Please transcribe the listing below exactly, but only from the line containing "let mut chain = ChainBuffer::new(16);" through its last line.
.....
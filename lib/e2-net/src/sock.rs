/*
 * SPDX-License-Identifier: Apache-2.0
 * Copyright 2025 ByteDance and/or its affiliates.
 */

use std::io::{self, IoSlice, IoSliceMut, Read, Write};
use std::mem;
use std::net::IpAddr;
use std::os::fd::RawFd;

use e2_io_chain::ChainBuffer;

/// iovec count per scatter call; 1003.1g guarantees at least 16.
pub const NET_MAX_IOV: usize = 16;

/// A non-blocking socket viewed through its raw fd. No buffering, no
/// ownership: the fd's lifetime is managed by the connection that
/// created this handle.
#[derive(Clone, Copy, Debug)]
pub struct RawSock {
    fd: RawFd,
}

impl RawSock {
    pub fn new(fd: RawFd) -> Self {
        RawSock { fd }
    }

    #[inline]
    pub fn fd(&self) -> RawFd {
        self.fd
    }

    pub fn read(&self, buf: &mut [u8]) -> io::Result<usize> {
        let r = unsafe { libc::read(self.fd, buf.as_mut_ptr() as _, buf.len()) };
        if r < 0 {
            Err(io::Error::last_os_error())
        } else {
            Ok(r as usize)
        }
    }

    pub fn readv(&self, bufs: &mut [IoSliceMut<'_>]) -> io::Result<usize> {
        let r = unsafe { libc::readv(self.fd, bufs.as_ptr() as _, bufs.len() as _) };
        if r < 0 {
            Err(io::Error::last_os_error())
        } else {
            Ok(r as usize)
        }
    }

    pub fn write(&self, buf: &[u8]) -> io::Result<usize> {
        let r = unsafe { libc::write(self.fd, buf.as_ptr() as _, buf.len()) };
        if r < 0 {
            Err(io::Error::last_os_error())
        } else {
            Ok(r as usize)
        }
    }

    pub fn writev(&self, bufs: &[IoSlice<'_>]) -> io::Result<usize> {
        let r = unsafe { libc::writev(self.fd, bufs.as_ptr() as _, bufs.len() as _) };
        if r < 0 {
            Err(io::Error::last_os_error())
        } else {
            Ok(r as usize)
        }
    }

    /// The bound local address, for certificate lookup by listening IP.
    /// `None` for address families without one (unix sockets).
    pub fn local_ip(&self) -> Option<IpAddr> {
        let mut storage: libc::sockaddr_storage = unsafe { mem::zeroed() };
        let mut len = mem::size_of::<libc::sockaddr_storage>() as libc::socklen_t;
        let r = unsafe {
            libc::getsockname(
                self.fd,
                &mut storage as *mut libc::sockaddr_storage as *mut libc::sockaddr,
                &mut len,
            )
        };
        if r != 0 {
            return None;
        }
        match storage.ss_family as libc::c_int {
            libc::AF_INET => {
                let sin = unsafe { &*(&storage as *const _ as *const libc::sockaddr_in) };
                Some(IpAddr::from(u32::from_be(sin.sin_addr.s_addr).to_be_bytes()))
            }
            libc::AF_INET6 => {
                let sin6 = unsafe { &*(&storage as *const _ as *const libc::sockaddr_in6) };
                Some(IpAddr::from(sin6.sin6_addr.s6_addr))
            }
            _ => None,
        }
    }
}

impl Read for RawSock {
    fn read(&mut self, buf: &mut [u8]) -> io::Result<usize> {
        RawSock::read(self, buf)
    }
}

impl Write for RawSock {
    fn write(&mut self, buf: &[u8]) -> io::Result<usize> {
        RawSock::write(self, buf)
    }

    fn flush(&mut self) -> io::Result<()> {
        Ok(())
    }
}

pub fn set_nonblocking(fd: RawFd) -> io::Result<()> {
    let flags = unsafe { libc::fcntl(fd, libc::F_GETFL) };
    if flags < 0 {
        return Err(io::Error::last_os_error());
    }
    let r = unsafe { libc::fcntl(fd, libc::F_SETFL, flags | libc::O_NONBLOCK) };
    if r < 0 {
        Err(io::Error::last_os_error())
    } else {
        Ok(())
    }
}

/// What one scatter-read syscall produced.
#[derive(Debug)]
pub enum RawStep {
    Bytes { filled: usize, attempted: usize },
    WouldBlock,
    Eof,
    Err(io::Error),
}

/// Net outcome of a scatter-read drive.
#[derive(Debug)]
pub enum RawRead {
    Bytes(usize),
    WouldBlock,
    Eof,
    Err(io::Error),
}

/// One `readv` per step into the chain's unfilled tail, bounded by
/// [`NET_MAX_IOV`] vectors and the byte budget.
pub struct ScatterReads<'a> {
    sock: RawSock,
    chain: &'a mut ChainBuffer,
    toread: usize,
    total: usize,
}

impl<'a> ScatterReads<'a> {
    pub fn new(sock: RawSock, chain: &'a mut ChainBuffer, toread: usize) -> Self {
        ScatterReads {
            sock,
            chain,
            toread,
            total: 0,
        }
    }

    #[inline]
    pub fn total(&self) -> usize {
        self.total
    }
}

impl Iterator for ScatterReads<'_> {
    type Item = RawStep;

    fn next(&mut self) -> Option<RawStep> {
        let togo = self.toread - self.total;
        if togo == 0 {
            return None;
        }
        if self.chain.write_avail() == 0 {
            self.chain.grow(1);
        }

        let mut attempted = 0;
        let mut iov = Vec::with_capacity(NET_MAX_IOV);
        for s in self.chain.write_slices(NET_MAX_IOV) {
            let take = s.len().min(togo - attempted);
            if take == 0 {
                break;
            }
            attempted += take;
            iov.push(IoSliceMut::new(&mut s[..take]));
        }

        match self.sock.readv(&mut iov) {
            Ok(0) => Some(RawStep::Eof),
            Ok(n) => {
                self.chain.fill(n);
                self.total += n;
                Some(RawStep::Bytes {
                    filled: n,
                    attempted,
                })
            }
            Err(e) => match e.raw_os_error() {
                Some(libc::EAGAIN) | Some(libc::ENOTCONN) => Some(RawStep::WouldBlock),
                Some(libc::ECONNRESET) => Some(RawStep::Eof),
                _ => Some(RawStep::Err(e)),
            },
        }
    }
}

/// Drive scatter reads until the socket drains, closes, errors, or the
/// budget is reached. Bytes banked before a would-block are reported as
/// progress, not as an error.
pub fn read_into_chain(sock: RawSock, chain: &mut ChainBuffer, toread: usize) -> RawRead {
    let mut reads = ScatterReads::new(sock, chain, toread);
    let mut terminal = RawRead::WouldBlock;
    for step in &mut reads {
        match step {
            RawStep::Bytes { filled, attempted } => {
                if filled < attempted {
                    // short read: the socket has no more for now
                    terminal = RawRead::WouldBlock;
                    break;
                }
            }
            RawStep::WouldBlock => {
                terminal = RawRead::WouldBlock;
                break;
            }
            RawStep::Eof => {
                terminal = RawRead::Eof;
                break;
            }
            RawStep::Err(e) => {
                terminal = RawRead::Err(e);
                break;
            }
        }
    }
    let total = reads.total();
    if total > 0 {
        RawRead::Bytes(total)
    } else {
        terminal
    }
}

#[cfg(test)]
mod tests {
    use super::*;
    use std::os::fd::AsRawFd;
    use std::os::unix::net::UnixStream;

    fn pair() -> (UnixStream, UnixStream) {
        let (a, b) = UnixStream::pair().unwrap();
        a.set_nonblocking(true).unwrap();
        b.set_nonblocking(true).unwrap();
        (a, b)
    }

    #[test]
    fn scatter_read_drains_socket() {
        let (a, b) = pair();
        use std::io::Write as _;
        (&a).write_all(b"0123456789").unwrap();

        let sock = RawSock::new(b.as_raw_fd());
        let mut chain = ChainBuffer::new(4);
        match read_into_chain(sock, &mut chain, usize::MAX) {
            RawRead::Bytes(10) => {}
            other => panic!("unexpected: {other:?}"),
        }
        let mut got = Vec::new();
        chain.copy_unread(&mut got);
        assert_eq!(got, b"0123456789");

        // drained now
        match read_into_chain(sock, &mut chain, usize::MAX) {
            RawRead::WouldBlock => {}
            other => panic!("unexpected: {other:?}"),
        }
    }

    #[test]
    fn eof_after_peer_close() {
        let (a, b) = pair();
        drop(a);
        let sock = RawSock::new(b.as_raw_fd());
        let mut chain = ChainBuffer::new(16);
        match read_into_chain(sock, &mut chain, usize::MAX) {
            RawRead::Eof => {}
            other => panic!("unexpected: {other:?}"),
        }
    }

    #[test]
    fn budget_respected() {
        let (a, b) = pair();
        use std::io::Write as _;
        (&a).write_all(&[7u8; 64]).unwrap();

        let sock = RawSock::new(b.as_raw_fd());
        let mut chain = ChainBuffer::new(8);
        match read_into_chain(sock, &mut chain, 20) {
            RawRead::Bytes(20) => {}
            other => panic!("unexpected: {other:?}"),
        }
        assert_eq!(chain.read_avail(), 20);
    }
}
.....
* SOLUTION TO THIS EXERCISE
        let mut chain = ChainBuffer::new(16);
        match read_into_chain(sock, &mut chain, usize::MAX) {
            RawRead::Eof => {}
            other => panic!("unexpected: {other:?}"),
        }
    }

    #[test]
    fn budget_respected() {
        let (a, b) = pair();
        use std::io::Write as _;
        (&a).write_all(&[7u8; 64]).unwrap();

        let sock = RawSock::new(b.as_raw_fd());
        let mut chain = ChainBuffer::new(8);
        match read_into_chain(sock, &mut chain, 20) {
            RawRead::Bytes(20) => {}
            other => panic!("unexpected: {other:?}"),
        }
        assert_eq!(chain.read_avail(), 20);
    }
}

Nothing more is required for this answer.